*Exercise*
Go through the entries below and report how many lines contain the string "GPUSTAT". Nothing but the number is wanted.

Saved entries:
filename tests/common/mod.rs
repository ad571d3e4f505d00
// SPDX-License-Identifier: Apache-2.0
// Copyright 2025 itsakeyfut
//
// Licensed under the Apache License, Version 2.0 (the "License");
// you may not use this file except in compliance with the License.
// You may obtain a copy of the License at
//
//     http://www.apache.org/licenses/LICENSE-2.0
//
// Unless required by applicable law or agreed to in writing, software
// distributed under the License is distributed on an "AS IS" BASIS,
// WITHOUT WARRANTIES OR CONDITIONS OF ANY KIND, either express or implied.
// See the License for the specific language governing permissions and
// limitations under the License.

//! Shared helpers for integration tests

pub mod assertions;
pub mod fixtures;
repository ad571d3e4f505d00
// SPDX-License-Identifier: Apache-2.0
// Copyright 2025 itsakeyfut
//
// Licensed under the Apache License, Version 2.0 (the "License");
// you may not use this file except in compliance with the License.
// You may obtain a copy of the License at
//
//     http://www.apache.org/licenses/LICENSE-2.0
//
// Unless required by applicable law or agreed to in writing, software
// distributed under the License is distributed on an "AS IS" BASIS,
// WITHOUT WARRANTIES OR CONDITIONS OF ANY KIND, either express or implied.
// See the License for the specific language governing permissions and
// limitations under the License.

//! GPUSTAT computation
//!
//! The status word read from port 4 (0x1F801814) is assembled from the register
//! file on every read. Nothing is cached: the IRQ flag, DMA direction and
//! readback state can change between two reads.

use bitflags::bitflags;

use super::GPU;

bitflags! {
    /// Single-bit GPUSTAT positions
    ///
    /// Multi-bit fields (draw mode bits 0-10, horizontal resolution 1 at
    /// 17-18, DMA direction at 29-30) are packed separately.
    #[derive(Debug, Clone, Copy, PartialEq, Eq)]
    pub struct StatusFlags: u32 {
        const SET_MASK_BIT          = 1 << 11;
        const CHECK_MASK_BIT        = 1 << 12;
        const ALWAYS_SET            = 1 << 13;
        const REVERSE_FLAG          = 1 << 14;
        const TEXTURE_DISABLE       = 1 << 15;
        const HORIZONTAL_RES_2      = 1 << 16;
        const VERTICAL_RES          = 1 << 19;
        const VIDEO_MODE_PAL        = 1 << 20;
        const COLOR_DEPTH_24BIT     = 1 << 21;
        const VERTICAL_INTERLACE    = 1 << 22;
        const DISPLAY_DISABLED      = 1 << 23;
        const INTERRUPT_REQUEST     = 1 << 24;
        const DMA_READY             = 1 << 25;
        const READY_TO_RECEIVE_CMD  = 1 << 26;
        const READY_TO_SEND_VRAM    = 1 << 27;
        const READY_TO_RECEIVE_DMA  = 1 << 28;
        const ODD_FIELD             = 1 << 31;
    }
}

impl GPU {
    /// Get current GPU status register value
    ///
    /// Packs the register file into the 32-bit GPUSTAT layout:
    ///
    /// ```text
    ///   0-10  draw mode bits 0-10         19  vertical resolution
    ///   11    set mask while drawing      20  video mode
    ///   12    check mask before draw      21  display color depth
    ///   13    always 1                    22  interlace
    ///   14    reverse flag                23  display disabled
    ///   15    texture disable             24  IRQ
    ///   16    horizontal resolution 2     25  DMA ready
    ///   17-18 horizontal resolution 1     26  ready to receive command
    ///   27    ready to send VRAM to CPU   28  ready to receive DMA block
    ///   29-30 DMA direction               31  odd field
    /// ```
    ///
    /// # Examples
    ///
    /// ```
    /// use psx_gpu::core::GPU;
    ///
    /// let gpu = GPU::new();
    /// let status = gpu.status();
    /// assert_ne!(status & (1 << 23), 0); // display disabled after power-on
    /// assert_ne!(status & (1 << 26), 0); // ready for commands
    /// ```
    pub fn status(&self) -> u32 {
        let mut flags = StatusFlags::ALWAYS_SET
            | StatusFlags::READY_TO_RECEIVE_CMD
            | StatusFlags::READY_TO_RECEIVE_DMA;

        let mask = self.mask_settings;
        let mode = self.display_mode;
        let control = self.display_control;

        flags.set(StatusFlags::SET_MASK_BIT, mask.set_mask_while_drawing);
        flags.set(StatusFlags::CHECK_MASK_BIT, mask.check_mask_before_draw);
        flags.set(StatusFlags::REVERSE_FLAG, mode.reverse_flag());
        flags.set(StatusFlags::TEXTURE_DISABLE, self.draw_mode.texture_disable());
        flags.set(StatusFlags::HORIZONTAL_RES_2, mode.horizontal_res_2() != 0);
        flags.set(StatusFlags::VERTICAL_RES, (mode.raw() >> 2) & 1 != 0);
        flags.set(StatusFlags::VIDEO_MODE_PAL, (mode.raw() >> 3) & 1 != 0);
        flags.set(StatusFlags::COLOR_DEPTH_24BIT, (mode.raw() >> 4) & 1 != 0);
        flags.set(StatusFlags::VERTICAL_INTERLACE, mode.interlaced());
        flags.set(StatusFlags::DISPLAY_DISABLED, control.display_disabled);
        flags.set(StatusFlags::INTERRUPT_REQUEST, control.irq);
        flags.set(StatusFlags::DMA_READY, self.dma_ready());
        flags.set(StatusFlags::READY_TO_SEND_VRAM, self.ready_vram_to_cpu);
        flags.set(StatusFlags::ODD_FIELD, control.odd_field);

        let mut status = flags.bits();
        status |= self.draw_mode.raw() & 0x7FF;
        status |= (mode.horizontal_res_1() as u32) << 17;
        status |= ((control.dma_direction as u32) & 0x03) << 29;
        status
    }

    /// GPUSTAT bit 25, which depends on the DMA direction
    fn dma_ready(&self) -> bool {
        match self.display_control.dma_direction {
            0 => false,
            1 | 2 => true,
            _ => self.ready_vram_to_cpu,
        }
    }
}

*Result of the exercise*
4